2024 Kentucky House of Representatives 65th district election
| Party |  | Candidate | Votes | % |
|---|---|---|---|---|
|  | Republican | Stephanie Ann Dietz (incumbent) | 11,284 | 56.3 |
|  | Democratic | Aaron Currin | 8,753 | 43.7 |
| Total votes |  |  | 20,037 | 100.0 |
|  | Republican hold |  |  |  |

== District 66 ==
Incumbent representative Steve Rawlings was retiring to run for the 11th senate district.

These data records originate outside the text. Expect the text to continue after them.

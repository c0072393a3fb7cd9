use serde::{Deserialize, Serialize};
use uuid::Uuid;

use crate::error::{MapError, Result};
use crate::geometry::{BBox, Feature, GeometryKind};
use crate::symbol::Symbol;

/// Stable layer identifier, independent of the layer's position in the stack.
pub type LayerId = Uuid;

/// A named set of features drawn with one symbol.
#[derive(Debug, Clone, Serialize, Deserialize)]
pub struct Layer {
    pub id: LayerId,
    pub name: String,
    pub features: Vec<Feature>,
    symbol: Symbol,
    pub visible: bool,
}

impl Layer {
    pub fn new(name: &str, symbol: impl Into<Symbol>) -> Self {
        Self {
            id: Uuid::new_v4(),
            name: name.to_string(),
            features: Vec::new(),
            symbol: symbol.into(),
            visible: true,
        }
    }

    pub fn with_features(mut self, features: impl IntoIterator<Item = Feature>) -> Self {
        self.features.extend(features);
        self
    }

    pub fn with_visibility(mut self, visible: bool) -> Self {
        self.visible = visible;
        self
    }

    pub fn add_feature(&mut self, feature: Feature) {
        self.features.push(feature);
    }

    pub fn symbol(&self) -> &Symbol {
        &self.symbol
    }

    /// Replace the layer's symbol wholesale.
    pub fn set_symbol(&mut self, symbol: impl Into<Symbol>) {
        self.symbol = symbol.into();
    }

    pub fn kind(&self) -> GeometryKind {
        self.symbol.kind()
    }

    pub fn feature_count(&self) -> usize {
        self.features.len()
    }

    /// Bounding box over all feature vertices, `None` when there are none.
    pub fn bbox(&self) -> Option<BBox> {
        self.features
            .iter()
            .filter_map(Feature::bbox)
            .reduce(|a, b| a.union(&b))
    }
}

/// Outcome of moving the selection or the selected layer.
#[derive(Debug, Clone, Copy, PartialEq, Eq, Serialize, Deserialize)]
pub enum SelectionMove {
    Moved { from: usize, to: usize },
    AlreadyAtTop,
    AlreadyAtBottom,
    NoLayers,
}

impl SelectionMove {
    pub fn is_moved(self) -> bool {
        matches!(self, SelectionMove::Moved { .. })
    }
}

/// Ordered layers, front to back: index 0 is the topmost layer.
///
/// Exactly one layer is selected whenever the stack is non-empty; the selected
/// index is always in bounds.
#[derive(Debug, Clone, Default, Serialize, Deserialize)]
#[serde(try_from = "LayerStackRepr")]
pub struct LayerStack {
    layers: Vec<Layer>,
    selected: usize,
}

/// Unchecked wire form of [`LayerStack`].
#[derive(Deserialize)]
struct LayerStackRepr {
    layers: Vec<Layer>,
    #[serde(default)]
    selected: usize,
}

impl TryFrom<LayerStackRepr> for LayerStack {
    type Error = MapError;

    fn try_from(repr: LayerStackRepr) -> Result<Self> {
        let mut stack = LayerStack {
            layers: repr.layers,
            selected: 0,
        };
        if !stack.layers.is_empty() {
            stack.select_layer(repr.selected)?;
        }
        Ok(stack)
    }
}

impl LayerStack {
    pub fn new() -> Self {
        Self::default()
    }

    fn check_index(&self, index: usize) -> Result<()> {
        if index < self.layers.len() {
            Ok(())
        } else {
            Err(MapError::IndexOutOfRange {
                index,
                len: self.layers.len(),
            })
        }
    }

    /// Insert `layer` on top of the stack. The selection keeps pointing at the
    /// layer it pointed at before.
    pub fn add_layer(&mut self, layer: Layer) {
        log::debug!("add layer '{}' ({})", layer.name, layer.id);
        let had_layers = !self.layers.is_empty();
        self.layers.insert(0, layer);
        if had_layers {
            self.selected += 1;
        }
    }

    pub fn remove_layer(&mut self, index: usize) -> Result<Layer> {
        self.check_index(index)?;
        let removed = self.layers.remove(index);
        if index < self.selected {
            self.selected -= 1;
        }
        self.selected = self.selected.min(self.layers.len().saturating_sub(1));
        log::debug!("removed layer '{}' at {index}", removed.name);
        Ok(removed)
    }

    pub fn clear(&mut self) {
        self.layers.clear();
        self.selected = 0;
    }

    pub fn select_layer(&mut self, index: usize) -> Result<()> {
        self.check_index(index)?;
        self.selected = index;
        Ok(())
    }

    pub fn selected_index(&self) -> Option<usize> {
        (!self.layers.is_empty()).then_some(self.selected)
    }

    pub fn selected_layer(&self) -> Option<&Layer> {
        self.layers.get(self.selected)
    }

    pub fn selected_layer_mut(&mut self) -> Option<&mut Layer> {
        self.layers.get_mut(self.selected)
    }

    /// Move the selection one layer toward the top. Layer order is unchanged.
    pub fn move_selected_up(&mut self) -> SelectionMove {
        match self.step_up() {
            Ok(to) => {
                let from = self.selected;
                self.selected = to;
                SelectionMove::Moved { from, to }
            }
            Err(outcome) => outcome,
        }
    }

    /// Move the selection one layer toward the bottom. Layer order is unchanged.
    pub fn move_selected_down(&mut self) -> SelectionMove {
        match self.step_down() {
            Ok(to) => {
                let from = self.selected;
                self.selected = to;
                SelectionMove::Moved { from, to }
            }
            Err(outcome) => outcome,
        }
    }

    /// Swap the selected layer with the one above it; it stays selected.
    pub fn raise_selected(&mut self) -> SelectionMove {
        match self.step_up() {
            Ok(to) => self.swap_selected(to),
            Err(outcome) => outcome,
        }
    }

    /// Swap the selected layer with the one below it; it stays selected.
    pub fn lower_selected(&mut self) -> SelectionMove {
        match self.step_down() {
            Ok(to) => self.swap_selected(to),
            Err(outcome) => outcome,
        }
    }

    fn step_up(&self) -> std::result::Result<usize, SelectionMove> {
        if self.layers.is_empty() {
            Err(SelectionMove::NoLayers)
        } else if self.selected == 0 {
            Err(SelectionMove::AlreadyAtTop)
        } else {
            Ok(self.selected - 1)
        }
    }

    fn step_down(&self) -> std::result::Result<usize, SelectionMove> {
        if self.layers.is_empty() {
            Err(SelectionMove::NoLayers)
        } else if self.selected + 1 >= self.layers.len() {
            Err(SelectionMove::AlreadyAtBottom)
        } else {
            Ok(self.selected + 1)
        }
    }

    fn swap_selected(&mut self, to: usize) -> SelectionMove {
        let from = self.selected;
        self.layers.swap(from, to);
        self.selected = to;
        log::debug!("layer '{}' moved {from} -> {to}", self.layers[to].name);
        SelectionMove::Moved { from, to }
    }

    pub fn layer(&self, index: usize) -> Option<&Layer> {
        self.layers.get(index)
    }

    pub fn layer_mut(&mut self, index: usize) -> Option<&mut Layer> {
        self.layers.get_mut(index)
    }

    pub fn get_by_id(&self, id: LayerId) -> Option<&Layer> {
        self.layers.iter().find(|l| l.id == id)
    }

    pub fn index_of(&self, id: LayerId) -> Option<usize> {
        self.layers.iter().position(|l| l.id == id)
    }

    pub fn all_layers(&self) -> &[Layer] {
        &self.layers
    }

    pub fn visible_layers(&self) -> impl Iterator<Item = &Layer> {
        self.layers.iter().filter(|l| l.visible)
    }

    /// Visible layers bottom to top, the order they must be painted in.
    pub fn draw_order(&self) -> impl Iterator<Item = &Layer> {
        self.layers.iter().rev().filter(|l| l.visible)
    }

    pub fn len(&self) -> usize {
        self.layers.len()
    }

    pub fn is_empty(&self) -> bool {
        self.layers.is_empty()
    }

    /// Flip a layer's visibility and return the new state.
    pub fn toggle_visibility(&mut self, index: usize) -> Result<bool> {
        self.check_index(index)?;
        let layer = &mut self.layers[index];
        layer.visible = !layer.visible;
        Ok(layer.visible)
    }

    pub fn set_all_visible(&mut self, visible: bool) {
        for layer in &mut self.layers {
            layer.visible = visible;
        }
    }

    /// Bounding box over every layer, visible or not.
    pub fn bbox(&self) -> Option<BBox> {
        self.layers
            .iter()
            .filter_map(Layer::bbox)
            .reduce(|a, b| a.union(&b))
    }
}

#[cfg(test)]
mod tests {
    use super::*;
    use crate::color::Color;
    use crate::geometry::Point;
    use crate::symbol::{PointSymbol, ShapeKind};

    fn layer(name: &str) -> Layer {
        Layer::new(
            name,
            PointSymbol::new(ShapeKind::HOLLOW_CIRCLE, Color::rgb(255, 0, 0), 6.0),
        )
    }

    fn names(stack: &LayerStack) -> Vec<&str> {
        stack.all_layers().iter().map(|l| l.name.as_str()).collect()
    }

    fn stack_of(names: &[&str]) -> LayerStack {
        let mut stack = LayerStack::new();
        for name in names.iter().rev() {
            stack.add_layer(layer(name));
        }
        if !stack.is_empty() {
            stack.select_layer(0).unwrap();
        }
        stack
    }

    #[test]
    fn test_add_layer_goes_on_top() {
        let mut stack = stack_of(&["a", "b", "c"]);
        stack.add_layer(layer("new"));
        assert_eq!(names(&stack), vec!["new", "a", "b", "c"]);
    }

    #[test]
    fn test_add_layer_keeps_selected_layer() {
        let mut stack = stack_of(&["a", "b"]);
        stack.select_layer(1).unwrap();
        stack.add_layer(layer("top"));
        assert_eq!(stack.selected_index(), Some(2));
        assert_eq!(stack.selected_layer().unwrap().name, "b");
    }

    #[test]
    fn test_remove_layer_bounds() {
        let mut stack = stack_of(&["a", "b"]);
        assert_eq!(
            stack.remove_layer(2).unwrap_err(),
            MapError::IndexOutOfRange { index: 2, len: 2 }
        );
        assert_eq!(stack.remove_layer(0).unwrap().name, "a");
        assert_eq!(names(&stack), vec!["b"]);
    }

    #[test]
    fn test_remove_adjusts_selection() {
        let mut stack = stack_of(&["a", "b", "c"]);
        stack.select_layer(2).unwrap();
        stack.remove_layer(0).unwrap();
        assert_eq!(stack.selected_layer().unwrap().name, "c");

        stack.remove_layer(1).unwrap();
        assert_eq!(stack.selected_index(), Some(0));
        stack.remove_layer(0).unwrap();
        assert_eq!(stack.selected_index(), None);
    }

    #[test]
    fn test_select_layer_bounds() {
        let mut stack = stack_of(&["a"]);
        assert!(matches!(
            stack.select_layer(3),
            Err(MapError::IndexOutOfRange { index: 3, len: 1 })
        ));
        assert_eq!(stack.selected_index(), Some(0));
    }

    #[test]
    fn test_move_selection_bounds() {
        let mut stack = stack_of(&["a", "b", "c"]);
        assert_eq!(stack.move_selected_up(), SelectionMove::AlreadyAtTop);
        assert_eq!(stack.selected_index(), Some(0));

        assert_eq!(stack.move_selected_down(), SelectionMove::Moved { from: 0, to: 1 });
        assert_eq!(stack.move_selected_down(), SelectionMove::Moved { from: 1, to: 2 });
        assert_eq!(stack.move_selected_down(), SelectionMove::AlreadyAtBottom);
        assert_eq!(stack.selected_index(), Some(2));
        // cursor only: order untouched
        assert_eq!(names(&stack), vec!["a", "b", "c"]);

        let mut empty = LayerStack::new();
        assert_eq!(empty.move_selected_up(), SelectionMove::NoLayers);
        assert_eq!(empty.move_selected_down(), SelectionMove::NoLayers);
    }

    #[test]
    fn test_raise_and_lower_reorder() {
        let mut stack = stack_of(&["a", "b", "c"]);
        stack.select_layer(2).unwrap();
        assert!(stack.raise_selected().is_moved());
        assert_eq!(names(&stack), vec!["a", "c", "b"]);
        assert_eq!(stack.selected_layer().unwrap().name, "c");
        stack.raise_selected();
        assert_eq!(stack.raise_selected(), SelectionMove::AlreadyAtTop);
        assert_eq!(names(&stack), vec!["c", "a", "b"]);

        stack.lower_selected();
        stack.lower_selected();
        assert_eq!(stack.lower_selected(), SelectionMove::AlreadyAtBottom);
        assert_eq!(names(&stack), vec!["a", "b", "c"]);
    }

    #[test]
    fn test_clear_resets_selection() {
        let mut stack = stack_of(&["a", "b"]);
        stack.select_layer(1).unwrap();
        stack.clear();
        assert!(stack.is_empty());
        assert_eq!(stack.selected_index(), None);
        stack.add_layer(layer("x"));
        assert_eq!(stack.selected_index(), Some(0));
    }

    #[test]
    fn test_visibility_and_draw_order() {
        let mut stack = stack_of(&["a", "b", "c"]);
        assert!(!stack.toggle_visibility(1).unwrap());
        let order: Vec<&str> = stack.draw_order().map(|l| l.name.as_str()).collect();
        assert_eq!(order, vec!["c", "a"]);
        assert!(stack.toggle_visibility(5).is_err());

        stack.set_all_visible(false);
        assert_eq!(stack.visible_layers().count(), 0);
    }

    #[test]
    fn test_bbox_over_layers() {
        let mut stack = LayerStack::new();
        stack.add_layer(layer("a").with_features([Feature::point(Point::new(-5.0, 2.0))]));
        stack.add_layer(layer("b").with_features([Feature::new(vec![
            Point::new(0.0, 0.0),
            Point::new(10.0, 8.0),
        ])]));
        stack.add_layer(layer("empty"));
        let bb = stack.bbox().unwrap();
        assert_eq!(bb.min, Point::new(-5.0, 0.0));
        assert_eq!(bb.max, Point::new(10.0, 8.0));
        assert!(LayerStack::new().bbox().is_none());
    }

    #[test]
    fn test_lookup_by_id() {
        let stack = stack_of(&["a", "b"]);
        let id = stack.layer(1).unwrap().id;
        assert_eq!(stack.index_of(id), Some(1));
        assert_eq!(stack.get_by_id(id).unwrap().name, "b");
    }

    #[test]
    fn test_deserialize_checks_selection() {
        let mut stack = stack_of(&["a", "b", "c"]);
        stack.select_layer(2).unwrap();
        let json = serde_json::to_value(&stack).unwrap();
        let restored: LayerStack = serde_json::from_value(json.clone()).unwrap();
        assert_eq!(names(&restored), vec!["a", "b", "c"]);
        assert_eq!(restored.selected_index(), Some(2));

        let mut bad = json;
        bad["selected"] = 7.into();
        let err = serde_json::from_value::<LayerStack>(bad).unwrap_err();
        assert!(err.to_string().contains("Layer index 7 out of range for 3 layer(s)"), "{err}");

        let empty: LayerStack = serde_json::from_str(r#"{"layers":[],"selected":4}"#).unwrap();
        assert_eq!(empty.selected_index(), None);
        assert!(empty.selected_layer().is_none());
    }
}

=== Democratic primary ===
==== Candidates ====
===== Nominee =====
- Peggy Houston-Nienaber

=== Republican primary ===
==== Campaign ====
On January 22, the Boone County Republican Party censured Massey for donating to Democratic candidates in 2008 and 2010, as well as voting against impeaching Democratic governor Andy Beshear.

==== Candidates ====
===== Nominee =====
- T. J. Roberts, Republican operative

===== Eliminated in primary =====
- C. Ed Massey, representative from the 66th district (2019–2023)

==== Fundraising ====

Final campaign finance reports
| Candidate | Raised | Spent | Cash on hand |
| C. Ed Massey | $129,141.98 | $129,141.98 | $0.00 |
| T. J. Roberts | $63,076.11 | $63,076.11 | $0.00 |
Source: Kentucky Registry of Election Finance

==== Results ====

Results by precinct:

Republican primary results
| Party |  | Candidate | Votes | % |
|---|---|---|---|---|
|  | Republican | T. J. Roberts | 3,365 | 74.2 |
|  | Republican | C. Ed Massey | 1,173 | 25.8 |
| Total votes |  |  | 4,538 | 100.0 |

=== General election ===
==== Results ====

2024 Kentucky House of Representatives 66th district election
| Party |  | Candidate | Votes | % |
|---|---|---|---|---|
|  | Republican | T. J. Roberts | 16,368 | 70.5 |
|  | Democratic | Peggy Houston-Nienaber | 6,861 | 29.5 |
| Total votes |  |  | 23,229 | 100.0 |
|  | Republican hold |  |  |  |

== District 67 ==
Incumbent representative and house minority whip Rachel Roberts was retiring.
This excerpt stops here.